• _WHAT YOU ARE ASKED TO DO_: Restate verbatim the span of lines below between the line with "Key::Back => self.back" and the line with "pub struct InputRouter", including those two lines, and only that span.

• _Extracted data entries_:
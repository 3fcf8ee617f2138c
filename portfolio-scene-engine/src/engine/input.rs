use crate::engine::camera::CameraMode;
use bevy::math::Vec2;
use constants::camera::CLICK_DRAG_TOLERANCE_PX;
use serde::{Deserialize, Serialize};

/// Keys the scene reacts to, already mapped from the platform layout.
#[derive(Debug, Clone, Copy, PartialEq, Eq, Hash, Serialize, Deserialize)]
#[serde(rename_all = "snake_case")]
pub enum Key {
    Forward,
    Back,
    Left,
    Right,
    Up,
    Down,
    Boost,
    Cancel,
    Other,
}

impl Key {
    /// Map a DOM `KeyboardEvent.code` style name.
    pub fn from_code(code: &str) -> Self {
        match code {
            "KeyW" | "ArrowUp" => Key::Forward,
            "KeyS" | "ArrowDown" => Key::Back,
            "KeyA" | "ArrowLeft" => Key::Left,
            "KeyD" | "ArrowRight" => Key::Right,
            "Space" | "KeyE" => Key::Up,
            "KeyQ" => Key::Down,
            "ShiftLeft" | "ShiftRight" => Key::Boost,
            "Escape" => Key::Cancel,
            _ => Key::Other,
        }
    }
}

/// Normalised input event fed into a frame update.
#[derive(Debug, Clone, Copy, PartialEq, Serialize, Deserialize)]
#[serde(tag = "type", rename_all = "snake_case")]
pub enum InputEvent {
    PointerMove { x: f32, y: f32 },
    PointerDown,
    PointerUp,
    Click,
    KeyDown { key: Key },
    KeyUp { key: Key },
    Resize { width: f32, height: f32 },
    CloseOverlay,
}

/// Movement flags held between frames.
#[derive(Debug, Clone, Copy, Default, PartialEq, Eq)]
pub struct MotionKeys {
    pub forward: bool,
    pub back: bool,
    pub left: bool,
    pub right: bool,
    pub up: bool,
    pub down: bool,
    pub boost: bool,
}

impl MotionKeys {
    fn set(&mut self, key: Key, down: bool) {
        match key {
            Key::Forward => self.forward = down,
            Key::Back => self.back = down,
            Key::Left => self.left = down,
            Key::Right => self.right = down,
            Key::Up => self.up = down,
            Key::Down => self.down = down,
            Key::Boost => self.boost = down,
            Key::Cancel | Key::Other => {}
        }
    }

    pub fn any_motion(&self) -> bool {
        self.forward || self.back || self.left || self.right || self.up || self.down
    }
}

/// What the scene should do in response to an input event.
#[derive(Debug, Clone, Copy, PartialEq)]
pub enum Action {
    /// Rotate the free camera by a pointer delta in pixels.
    Look(Vec2),
    /// Cast a pick ray through this NDC position.
    Pick(Vec2),
    ExitFocus,
    Resize { width: f32, height: f32 },
}

/// Turns raw pointer and key events into scene actions.
#[derive(Debug, Clone, Default)]
pub struct InputRouter {
    /// Last pointer position, unknown until the first move.
    pointer_px: Option<Vec2>,
    ndc: Vec2,
    dragging: bool,
    drag_distance: f32,
    keys: MotionKeys,
}

impl InputRouter {
    pub fn ndc(&self) -> Vec2 {
        self.ndc
    }

    pub fn keys(&self) -> &MotionKeys {
        &self.keys
    }

    pub fn release_all(&mut self) {
        self.keys = MotionKeys::default();
        self.dragging = false;
        self.drag_distance = 0.0;
    }

    /// Route one event. `to_ndc` maps a pixel position using the current
    /// viewport.
    pub fn route(
        &mut self,
        event: InputEvent,
        mode: CameraMode,
        to_ndc: impl Fn(Vec2) -> Vec2,
    ) -> Vec<Action> {
        let mut actions = Vec::new();

        match event {
            InputEvent::PointerMove { x, y } => {
                let px = Vec2::new(x, y);
                if !px.is_finite() {
                    return actions;
                }
                let delta = self.pointer_px.map_or(Vec2::ZERO, |last| px - last);
                self.pointer_px = Some(px);
                self.ndc = to_ndc(px);

                if self.dragging {
                    self.drag_distance += delta.length();
                    if mode == CameraMode::Free && delta != Vec2::ZERO {
                        actions.push(Action::Look(delta));
                    }
                }
            }
            InputEvent::PointerDown => {
                self.dragging = true;
                self.drag_distance = 0.0;
            }
            InputEvent::PointerUp => {
                self.dragging = false;
            }
            InputEvent::Click => {
                if self.drag_distance <= CLICK_DRAG_TOLERANCE_PX {
                    actions.push(Action::Pick(self.ndc));
                }
                self.drag_distance = 0.0;
            }
            InputEvent::KeyDown { key: Key::Cancel } => {
                if mode == CameraMode::Focused {
                    actions.push(Action::ExitFocus);
                }
            }
            InputEvent::KeyDown { key } => self.keys.set(key, true),
            InputEvent::KeyUp { key } => self.keys.set(key, false),
            InputEvent::Resize { width, height } => {
                actions.push(Action::Resize { width, height });
            }
            InputEvent::CloseOverlay => {
                if mode == CameraMode::Focused {
                    actions.push(Action::ExitFocus);
                }
            }
        }

        actions
    }
}

#[cfg(test)]
mod tests {
    use super::*;

    fn ndc(px: Vec2) -> Vec2 {
        Vec2::new(px.x / 400.0 - 1.0, 1.0 - px.y / 300.0)
    }

    fn route(router: &mut InputRouter, event: InputEvent, mode: CameraMode) -> Vec<Action> {
        router.route(event, mode, ndc)
    }

    #[test]
    fn click_without_drag_picks_at_pointer() {
        let mut router = InputRouter::default();
        route(&mut router, InputEvent::PointerMove { x: 400.0, y: 300.0 }, CameraMode::Free);
        route(&mut router, InputEvent::PointerDown, CameraMode::Free);
        route(&mut router, InputEvent::PointerUp, CameraMode::Free);
        let actions = route(&mut router, InputEvent::Click, CameraMode::Free);
        assert_eq!(actions, vec![Action::Pick(Vec2::ZERO)]);
    }

    #[test]
    fn drag_looks_and_suppresses_click() {
        let mut router = InputRouter::default();
        route(&mut router, InputEvent::PointerMove { x: 100.0, y: 100.0 }, CameraMode::Free);
        route(&mut router, InputEvent::PointerDown, CameraMode::Free);
        let look = route(&mut router, InputEvent::PointerMove { x: 130.0, y: 90.0 }, CameraMode::Free);
        assert_eq!(look, vec![Action::Look(Vec2::new(30.0, -10.0))]);

        route(&mut router, InputEvent::PointerUp, CameraMode::Free);
        assert!(route(&mut router, InputEvent::Click, CameraMode::Free).is_empty());
    }

    #[test]
    fn small_jitter_still_clicks() {
        let mut router = InputRouter::default();
        route(&mut router, InputEvent::PointerMove { x: 200.0, y: 200.0 }, CameraMode::Free);
        route(&mut router, InputEvent::PointerDown, CameraMode::Free);
        route(&mut router, InputEvent::PointerMove { x: 203.0, y: 204.0 }, CameraMode::Free);
        route(&mut router, InputEvent::PointerUp, CameraMode::Free);
        assert_eq!(route(&mut router, InputEvent::Click, CameraMode::Free).len(), 1);
    }

    #[test]
    fn first_move_while_held_is_not_a_drag() {
        let mut router = InputRouter::default();
        route(&mut router, InputEvent::PointerDown, CameraMode::Free);
        let actions = route(&mut router, InputEvent::PointerMove { x: 640.0, y: 360.0 }, CameraMode::Free);
        assert!(actions.is_empty());

        route(&mut router, InputEvent::PointerUp, CameraMode::Free);
        let actions = route(&mut router, InputEvent::Click, CameraMode::Free);
        assert_eq!(actions, vec![Action::Pick(ndc(Vec2::new(640.0, 360.0)))]);
    }

    #[test]
    fn no_look_while_focused() {
        let mut router = InputRouter::default();
        route(&mut router, InputEvent::PointerDown, CameraMode::Focused);
        let actions = route(&mut router, InputEvent::PointerMove { x: 50.0, y: 0.0 }, CameraMode::Focused);
        assert!(actions.is_empty());
        assert_eq!(router.ndc(), ndc(Vec2::new(50.0, 0.0)));
    }

    #[test]
    fn escape_exits_only_when_focused() {
        let mut router = InputRouter::default();
        let esc = InputEvent::KeyDown { key: Key::Cancel };
        assert!(route(&mut router, esc, CameraMode::Free).is_empty());
        assert!(route(&mut router, esc, CameraMode::EnteringFocus).is_empty());
        assert_eq!(route(&mut router, esc, CameraMode::Focused), vec![Action::ExitFocus]);
        assert_eq!(
            route(&mut router, InputEvent::CloseOverlay, CameraMode::Focused),
            vec![Action::ExitFocus]
        );
    }

    #[test]
    fn keys_toggle_motion_flags() {
        let mut router = InputRouter::default();
        route(&mut router, InputEvent::KeyDown { key: Key::from_code("KeyW") }, CameraMode::Free);
        route(&mut router, InputEvent::KeyDown { key: Key::from_code("ShiftLeft") }, CameraMode::Free);
        assert!(router.keys().forward && router.keys().boost);

        route(&mut router, InputEvent::KeyUp { key: Key::Forward }, CameraMode::Free);
        assert!(!router.keys().any_motion());
        assert_eq!(Key::from_code("Space"), Key::Up);
        assert_eq!(Key::from_code("KeyQ"), Key::Down);
    }

    #[test]
    fn resize_is_forwarded() {
        let mut router = InputRouter::default();
        let actions = route(
            &mut router,
            InputEvent::Resize { width: 1024.0, height: 768.0 },
            CameraMode::EnteringFocus,
        );
        assert_eq!(actions, vec![Action::Resize { width: 1024.0, height: 768.0 }]);
    }

    #[test]
    fn events_parse_from_host_json() {
        let event: InputEvent =
            serde_json::from_str(r#"{"type": "key_down", "key": "cancel"}"#).unwrap();
        assert_eq!(event, InputEvent::KeyDown { key: Key::Cancel });
    }
}
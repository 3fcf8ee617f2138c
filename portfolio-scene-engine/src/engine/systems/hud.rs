use crate::engine::core::app_state::FpsText;
use crate::engine::items::FocusOverlay;
use crate::engine::systems::scene_tick::ActiveScene;
use bevy::prelude::*;

/// Text slots of the native overlay. The web build leaves these to the
/// host page, which gets the same data through RPC notifications.
#[derive(Component, Debug, Clone, Copy, PartialEq, Eq)]
pub enum HudText {
    Counter,
    Hints,
    Overlay,
}

fn hud_text(text: &str, kind: HudText, node: Node) -> impl Bundle {
    (
        Text::new(text),
        TextFont {
            font_size: 14.0,
            ..default()
        },
        TextColor(Color::srgba(1.0, 1.0, 1.0, 0.8)),
        node,
        kind,
    )
}

pub fn spawn_hud(mut commands: Commands) {
    commands
        .spawn(Node {
            width: Val::Percent(100.0),
            height: Val::Percent(100.0),
            ..default()
        })
        .with_children(|parent| {
            parent.spawn(hud_text(
                "",
                HudText::Counter,
                Node {
                    position_type: PositionType::Absolute,
                    top: Val::Px(12.0),
                    left: Val::Px(12.0),
                    ..default()
                },
            ));
            parent.spawn(hud_text(
                "",
                HudText::Hints,
                Node {
                    position_type: PositionType::Absolute,
                    bottom: Val::Px(12.0),
                    left: Val::Px(12.0),
                    ..default()
                },
            ));
            parent.spawn((
                hud_text(
                    "",
                    HudText::Overlay,
                    Node {
                        position_type: PositionType::Absolute,
                        top: Val::Px(24.0),
                        right: Val::Px(24.0),
                        max_width: Val::Px(360.0),
                        padding: UiRect::all(Val::Px(16.0)),
                        ..default()
                    },
                ),
                BackgroundColor(Color::srgba(0.0, 0.0, 0.0, 0.8)),
                Visibility::Hidden,
            ));
            parent.spawn((
                Text::new("FPS: "),
                TextFont {
                    font_size: 16.0,
                    ..default()
                },
                TextColor(Color::srgb(1., 0., 0.)),
                Node {
                    position_type: PositionType::Absolute,
                    bottom: Val::Px(12.0),
                    right: Val::Px(12.0),
                    ..default()
                },
                FpsText,
            ));
        });
}

fn overlay_text(overlay: &FocusOverlay) -> String {
    let mut text = format!("{}\n[{}]", overlay.title, overlay.badge);
    if !overlay.body.is_empty() {
        text.push_str("\n\n");
        text.push_str(&overlay.body);
    }
    if let Some(author) = &overlay.attribution {
        text.push_str(&format!("\n- {author}"));
    }
    if let Some(link) = &overlay.link {
        text.push_str(&format!("\n\n{link}"));
    }
    text.push_str("\n\nEsc to close");
    text
}

pub fn update_hud(
    scene: Res<ActiveScene>,
    mut texts: Query<(&HudText, &mut Text, &mut Visibility)>,
) {
    let status = scene.0.status();
    let overlay = scene.0.overlay();

    for (kind, mut text, mut visibility) in &mut texts {
        let content = match kind {
            HudText::Counter => format!("{} items", status.item_count),
            HudText::Hints => status.hints.join("  |  "),
            HudText::Overlay => {
                let Some(overlay) = overlay.as_ref() else {
                    visibility.set_if_neq(Visibility::Hidden);
                    continue;
                };
                visibility.set_if_neq(Visibility::Inherited);
                overlay_text(overlay)
            }
        };
        if text.0 != content {
            text.0 = content;
        }
    }
}

#[cfg(test)]
mod tests {
    use super::*;
    use crate::engine::items::{Category, DisplayItem};

    #[test]
    fn quote_overlay_shows_attribution() {
        let mut item = DisplayItem::new("q", Category::Quote).with_label("On craft");
        item.body = "Make it work, then make it right.".to_string();
        item.author = Some("Kent Beck".to_string());

        let text = overlay_text(&FocusOverlay::from_item(&item));
        assert!(text.starts_with("On craft\n[Quote]"));
        assert!(text.contains("- Kent Beck"));
        assert!(text.ends_with("Esc to close"));
    }
}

• _RESPONSE_:
            Key::Back => self.back = down,
            Key::Left => self.left = down,
            Key::Right => self.right = down,
            Key::Up => self.up = down,
            Key::Down => self.down = down,
            Key::Boost => self.boost = down,
            Key::Cancel | Key::Other => {}
        }
    }

    pub fn any_motion(&self) -> bool {
        self.forward || self.back || self.left || self.right || self.up || self.down
    }
}

/// What the scene should do in response to an input event.
#[derive(Debug, Clone, Copy, PartialEq)]
pub enum Action {
    /// Rotate the free camera by a pointer delta in pixels.
    Look(Vec2),
    /// Cast a pick ray through this NDC position.
    Pick(Vec2),
    ExitFocus,
    Resize { width: f32, height: f32 },
}

/// Turns raw pointer and key events into scene actions.
#[derive(Debug, Clone, Default)]
pub struct InputRouter {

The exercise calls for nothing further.